== Exercise material ==
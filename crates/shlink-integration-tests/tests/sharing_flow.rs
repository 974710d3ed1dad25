//! End-to-end sharing: initialize, upload, share, claim, read, re-share.

use serde_json::json;
use shlink_capabilities::CapabilityError;
use shlink_core::AccessType;
use shlink_gateway::{AuthError, GatewayError};
use shlink_policy::ClaimError;
use shlink_test::prelude::*;

#[tokio::test]
async fn test_full_sharing_lifecycle() {
    init_test_tracing();
    let harness = TestHarness::new();
    let (alice, bob, carol, dave) = (
        harness.client("alice"),
        harness.client("bob"),
        harness.client("carol"),
        harness.client("dave"),
    );

    let package = harness.initialize(&alice).await.unwrap();
    let labs = package.file_url("labs.json");
    let meds = package.file_url("meds.json");
    harness.publish(labs.clone(), json!({"resourceType": "Bundle", "entry": []}));
    harness.publish(meds.clone(), json!({"resourceType": "Bundle", "entry": [{}]}));

    let link = harness
        .share(&alice, &package, &share_body([&labs, &meds], 2))
        .await
        .unwrap();
    assert_eq!(link.status, "PUT new policy");
    assert_eq!(link.gnap.url, format!("{TEST_PUBLIC_URL}/gnap"));

    // Two recipients claim; the third is turned away.
    let bob_grant = harness.claim(&bob, &link.gnap.access, None).await.unwrap();
    let carol_grant = harness.claim(&carol, &link.gnap.access, None).await.unwrap();
    assert_eq!(
        bob_grant.locations_of(AccessType::Read),
        vec![labs.as_str(), meds.as_str()]
    );
    let err = harness
        .claim(&dave, &link.gnap.access, None)
        .await
        .unwrap_err();
    assert!(matches!(
        err,
        GatewayError::ClaimRejected { ref reasons }
            if matches!(reasons[..], [ClaimError::ClaimLimitReached { .. }])
    ));

    let bob_token = bob_grant.access_token.value.clone();
    let bundle = harness.fetch(&bob, &meds, &bob_token).await.unwrap();
    assert_eq!(bundle["entry"].as_array().map(Vec::len), Some(1));
    assert!(
        harness
            .fetch(&carol, &labs, &carol_grant.access_token.value)
            .await
            .is_ok()
    );

    // The owner narrows the share: every earlier claim is revoked.
    harness
        .share(&alice, &package, &share_body([&labs], 1))
        .await
        .unwrap();
    let err = harness.fetch(&bob, &labs, &bob_token).await.unwrap_err();
    assert!(matches!(
        err,
        GatewayError::Authentication(AuthError::UnknownAccessToken)
    ));

    // Dave can now claim the single remaining slot, for labs only.
    let dave_grant = harness.claim(&dave, &link.gnap.access, None).await.unwrap();
    let dave_token = dave_grant.access_token.value;
    assert!(harness.fetch(&dave, &labs, &dave_token).await.is_ok());
    assert!(matches!(
        harness.fetch(&dave, &meds, &dave_token).await,
        Err(GatewayError::Capability(CapabilityError::AccessDenied { .. }))
    ));
}

#[tokio::test]
async fn test_tokens_expire() {
    let harness = TestHarness::new();
    let (alice, bob) = (harness.client("alice"), harness.client("bob"));
    let package = harness.initialize(&alice).await.unwrap();
    let file = package.file_url("x.json");
    harness.publish(file.clone(), json!({}));

    let link = harness
        .share(&alice, &package, &share_body([&file], 1))
        .await
        .unwrap();
    let grant = harness.claim(&bob, &link.gnap.access, None).await.unwrap();
    let token = grant.access_token.value;

    harness.advance(299);
    assert!(harness.fetch(&bob, &file, &token).await.is_ok());

    harness.advance(1);
    let response = harness.fetch_response(&bob, &file, &token).await.unwrap();
    assert_eq!(response.status, 403);
    assert_eq!(response.body["error"], "token_expired");

    assert_eq!(harness.server.sweep_expired().unwrap(), 2);
}

#[tokio::test]
async fn test_owner_can_share_again_with_initialize_token() {
    let harness = TestHarness::new();
    let alice = harness.client("alice");
    let package = harness.initialize(&alice).await.unwrap();
    let file = package.file_url("x.json");

    for limit in 1..=3 {
        let link = harness
            .share(&alice, &package, &share_body([&file], limit))
            .await
            .unwrap();
        let policy = harness.server.links().get(&link.gnap.access).unwrap().unwrap();
        assert_eq!(policy.claim_limit, limit);
    }
}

== Instructions for the task ==
Filter the entries above and copy only the lines that hold "ClaimError".

== Answer space ==
use shlink_policy::ClaimError;
            if matches!(reasons[..], [ClaimError::ClaimLimitReached { .. }])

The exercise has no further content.